Mlle
Venise Voloscenkov
33,
rue de Sévigné
35500
VITRE
Vos renseignements sont exacts, même si, pour ma part, j'ignore qui a pu vous raconter aussi précisément ces faits qui commencent à dater. J'ai effectivement assisté Mlle Isaure Chassériau dans son entreprise d'agence touristique rennaise. Le jeudi était alors jour de congé pour les enfants et Mlle Isaure faisait parfois appel à moi pour que je serve de guide dans certains de ses parcours.
Aujourd'hui encore, je ne sais si je dois révéler les motivations, les désirs des clientes de l'agence que Mlle Isaure m'a confiées. A vrai dire, cela était très mystérieux pour moi et l'est resté. J'ai trouvé très jolie la formulation que vous avez relevée dans ce "brouillon du parcours du désir" : "Quel était le désir secret de la vieille dame que l'on a vue un jour guidée par une petite fille ?".
En fait, suivant qu'il s'agissait d'une dame ou d'une demoiselle, le parcours
différait. Je ne me souviens plus bien aujourd'hui de la topographie
de la ville de Rennes que je n'habite plus, mais je peux vous dire que
je faisais faire aux demoiselles le parcours de l'ange et aux dames celui
de la maternité. Le premier passait dans toutes les églises
et aussi devant la banque populaire de l'Ouest et devant un café
de la rue Saint-Michel où trois angelots "profanes" étaient
sculptés sur les façades.
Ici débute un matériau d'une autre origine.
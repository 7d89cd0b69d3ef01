use std::net::{IpAddr, Ipv4Addr, SocketAddr};
use std::sync::Arc;
use std::time::Duration;

use tokio::io::{AsyncBufReadExt, AsyncWriteExt, BufReader};
use tokio::net::TcpListener;

use crate::error::SyncError;
use crate::peers::{ECHO_REPLY, LatencyProber, PeerTable, probe_latency};
use crate::state::{EventBus, EventFilter, NodeEvent};

const LOCALHOST: IpAddr = IpAddr::V4(Ipv4Addr::LOCALHOST);

/// Accept one connection and answer its first line with `reply`
async fn one_shot_peer(reply: &'static str) -> SocketAddr {
    let listener = TcpListener::bind("127.0.0.1:0").await.unwrap();
    let addr = listener.local_addr().unwrap();
    tokio::spawn(async move {
        let (stream, _) = listener.accept().await.unwrap();
        let mut reader = BufReader::new(stream);
        let mut line = String::new();
        reader.read_line(&mut line).await.unwrap();
        assert_eq!(line, "echo ping\n");
        reader
            .get_mut()
            .write_all(format!("{reply}\n").as_bytes())
            .await
            .unwrap();
    });
    addr
}

#[tokio::test]
async fn test_probe_latency_measures_echo() {
    let addr = one_shot_peer(ECHO_REPLY).await;
    let latency = probe_latency(addr, Duration::from_secs(2)).await.unwrap();
    assert!(latency < Duration::from_secs(1));
}

#[tokio::test]
async fn test_probe_latency_rejects_wrong_reply() {
    let addr = one_shot_peer("pong").await;
    let err = probe_latency(addr, Duration::from_secs(2))
        .await
        .unwrap_err();
    assert!(matches!(err, SyncError::UnexpectedResponse { .. }));
}

#[tokio::test]
async fn test_probe_latency_times_out_on_silent_peer() {
    let listener = TcpListener::bind("127.0.0.1:0").await.unwrap();
    let addr = listener.local_addr().unwrap();
    // Accepts but never answers
    let _hold = tokio::spawn(async move {
        let (stream, _) = listener.accept().await.unwrap();
        tokio::time::sleep(Duration::from_secs(5)).await;
        drop(stream);
    });

    let err = probe_latency(addr, Duration::from_millis(100))
        .await
        .unwrap_err();
    assert!(matches!(err, SyncError::ConnectionTimeout { .. }));
}

#[tokio::test]
async fn test_beacon_adds_peer_and_records_latency() {
    let addr = one_shot_peer(ECHO_REPLY).await;
    let table = Arc::new(PeerTable::new(Duration::from_secs(10)));
    let events = EventBus::new();
    let mut peer_events = EventFilter::peer_events(&events);
    let prober = LatencyProber::new(table.clone(), addr.port(), Duration::from_secs(2), events);

    prober.on_beacon(LOCALHOST).await;

    assert_eq!(
        peer_events.recv().await,
        Some(NodeEvent::PeerDiscovered { ip: LOCALHOST })
    );
    let measured = tokio::time::timeout(Duration::from_secs(2), peer_events.recv())
        .await
        .unwrap();
    assert!(matches!(measured, Some(NodeEvent::LatencyMeasured { ip, .. }) if ip == LOCALHOST));

    let peer = table.get(LOCALHOST).await.unwrap();
    assert_eq!(peer.latency.len(), 1);
}

#[tokio::test]
async fn test_failed_probe_leaves_history_empty() {
    // Nothing listens on this port once the listener is dropped
    let port = {
        let listener = TcpListener::bind("127.0.0.1:0").await.unwrap();
        listener.local_addr().unwrap().port()
    };
    let table = Arc::new(PeerTable::new(Duration::from_secs(10)));
    let prober = LatencyProber::new(table.clone(), port, Duration::from_millis(200), EventBus::new());

    table.touch(LOCALHOST).await;
    prober.probe(LOCALHOST).await;

    let peer = table.get(LOCALHOST).await.unwrap();
    assert!(peer.latency.is_empty());
}
//! Transport double that records outbound traffic

use std::collections::HashSet;
use std::net::{IpAddr, SocketAddr};
use std::sync::{Mutex, MutexGuard, PoisonError};

use async_trait::async_trait;

use super::network_sim::NetworkSimulator;
use crate::error::{Result, SyncError};
use crate::net::Transport;

#[derive(Debug, Default)]
struct Log {
    commands: Vec<(SocketAddr, String)>,
    datagrams: Vec<(SocketAddr, String)>,
    unreachable: HashSet<IpAddr>,
}

/// Records every command and datagram instead of sending it
///
/// Traffic passes through a [`NetworkSimulator`]: a dropped command fails
/// like a timed-out connect, a dropped datagram vanishes silently.
#[derive(Debug, Default)]
pub struct RecordingTransport {
    log: Mutex<Log>,
    network: NetworkSimulator,
}

impl RecordingTransport {
    /// Transport over a perfect network
    #[must_use]
    pub fn new() -> Self {
        Self::default()
    }

    /// Transport over the given network conditions
    #[must_use]
    pub fn with_network(network: NetworkSimulator) -> Self {
        Self {
            log: Mutex::default(),
            network,
        }
    }

    fn log(&self) -> MutexGuard<'_, Log> {
        self.log.lock().unwrap_or_else(PoisonError::into_inner)
    }

    /// Refuse every connection to `ip`
    pub fn set_unreachable(&self, ip: IpAddr) {
        self.log().unreachable.insert(ip);
    }

    /// Commands delivered so far
    #[must_use]
    pub fn commands(&self) -> Vec<(SocketAddr, String)> {
        self.log().commands.clone()
    }

    /// Datagrams delivered so far, decoded as text
    #[must_use]
    pub fn datagrams(&self) -> Vec<(SocketAddr, String)> {
        self.log().datagrams.clone()
    }

    /// Forget recorded traffic
    pub fn clear(&self) {
        let mut log = self.log();
        log.commands.clear();
        log.datagrams.clear();
    }
}

#[async_trait]
impl Transport for RecordingTransport {
    async fn send_command(&self, addr: SocketAddr, line: &str) -> Result<()> {
        let delay = self.network.sample_delay();
        if !delay.is_zero() {
            tokio::time::sleep(delay).await;
        }
        if self.log().unreachable.contains(&addr.ip()) {
            return Err(SyncError::ConnectionFailed {
                addr,
                message: "connection refused".to_string(),
                source: None,
            });
        }
        if self.network.drops_packet() {
            return Err(SyncError::ConnectionTimeout { duration: delay });
        }
        self.log().commands.push((addr, line.to_string()));
        Ok(())
    }

    async fn send_datagram(&self, addr: SocketAddr, payload: &[u8]) -> Result<()> {
        if self.network.drops_packet() {
            return Ok(());
        }
        let text = String::from_utf8_lossy(payload).into_owned();
        self.log().datagrams.push((addr, text));
        Ok(())
    }
}
//! Restricted capability views onto a [`StoreHandle`], returned by
//! [`crate::factory`] instead of the raw handle so callers can only reach
//! the operations appropriate to their role.

use std::sync::Arc;

use crate::metadata::SnapshotId;
use crate::persisted::{PersistedSnapshot, PersistedSnapshotListener};
use crate::received::ReceivedSnapshot;
use crate::store::StoreHandle;
use crate::transient::TransientSnapshot;

/// Leader view: produce and promote local snapshots.
#[derive(Clone)]
pub struct ConstructableSnapshotStore {
    pub(crate) handle: StoreHandle,
}

impl ConstructableSnapshotStore {
    pub async fn current_snapshot(&self) -> Option<PersistedSnapshot> {
        self.handle.current_snapshot().await
    }

    /// Returns `None` when `(index, term, proc, exp)` is not newer than the
    /// currently committed snapshot.
    pub async fn new_transient_snapshot(
        &self,
        index: u64,
        term: u64,
        processed_position: u64,
        exported_position: u64,
    ) -> Option<TransientSnapshot> {
        let id = SnapshotId::new(index, term, processed_position, exported_position);
        let reception = self.handle.new_transient_snapshot(id).await?;
        Some(TransientSnapshot::new(self.handle.clone(), reception))
    }

    pub async fn add_snapshot_listener(&self, listener: Arc<dyn PersistedSnapshotListener>) -> u64 {
        self.handle.add_snapshot_listener(listener).await
    }

    pub async fn remove_snapshot_listener(&self, id: u64) {
        self.handle.remove_snapshot_listener(id).await
    }

    pub async fn close(&self) {
        self.handle.close().await
    }
}

/// Follower view: receive and promote remote snapshots.
#[derive(Clone)]
pub struct ReceivableSnapshotStore {
    pub(crate) handle: StoreHandle,
}

impl ReceivableSnapshotStore {
    pub async fn current_snapshot(&self) -> Option<PersistedSnapshot> {
        self.handle.current_snapshot().await
    }

    pub async fn new_received_snapshot(&self, id: SnapshotId) -> ReceivedSnapshot {
        let reception = self.handle.new_received_snapshot(id).await;
        ReceivedSnapshot::new(self.handle.clone(), reception)
    }

    /// Removes every subdirectory of `pending/` whose id does not match the
    /// currently committed snapshot. Never touches `snapshots/`.
    pub async fn purge_pending_snapshots(&self) {
        self.handle.purge_pending_snapshots().await
    }

    pub async fn add_snapshot_listener(&self, listener: Arc<dyn PersistedSnapshotListener>) -> u64 {
        self.handle.add_snapshot_listener(listener).await
    }

    pub async fn remove_snapshot_listener(&self, id: u64) {
        self.handle.remove_snapshot_listener(id).await
    }

    pub async fn close(&self) {
        self.handle.close().await
    }
}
On s'arrêtait sur la place
de la Mairie et bien souvent, après la lecture de ce texte, "Un
ange passe", que vous avez retrouvé dans les archives, les demoiselles
me payaient un tour de manège. Pourquoi ce parcours se terminait-il
au cimetière du nord ? Peut-être à cause du cimetière
des enfants, en bas à gauche ? Plutôt en fait à cause
de la tombe en mosaÏque colorée de la famille Odorico. Une
espèce de leçon d'optimisme et de dignité.
Etait-ce là quelque chose d'emblématique pour ces deux parcours ? Le fait de ne pas avoir d'enfants pour les vieilles demoiselles, le fait de voir les enfants grandir et partir pour les vieilles dames ? A Vitré, vous le savez peut-être, du fait de Mme de Sévigné, nous sommes très sensibles à ce deuxième thème. D'être guidées par une enfant dans les rues de Rennes donnait-il à ces personnes le sentiment d'une maternité (re)trouvée ? Ou d'une enfance provisoire ?
Pour en revenir à Mme Elsa Venezia dont vous avez trouvé le nom sur le livre dédicacé à Isaure, je ne puis vous dire grand chose de plus. Elle m'avait offert à moi aussi un exemplaire de ce livre, en remerciement de la tournée des vierges, ou des anges, je ne sais plus. Le livre est très beau, il s'agit de la "Bible" de Boubat, et en le feuilletant, j'ai retrouvé une jolie image de maternité, une photo prise à Bethléem en 1954.
N'hésitez pas à me rendre visite si vous en avez la possibilité. Le contenu de cette valise, les archives d'Isaure et vos… motivations m'intéressent.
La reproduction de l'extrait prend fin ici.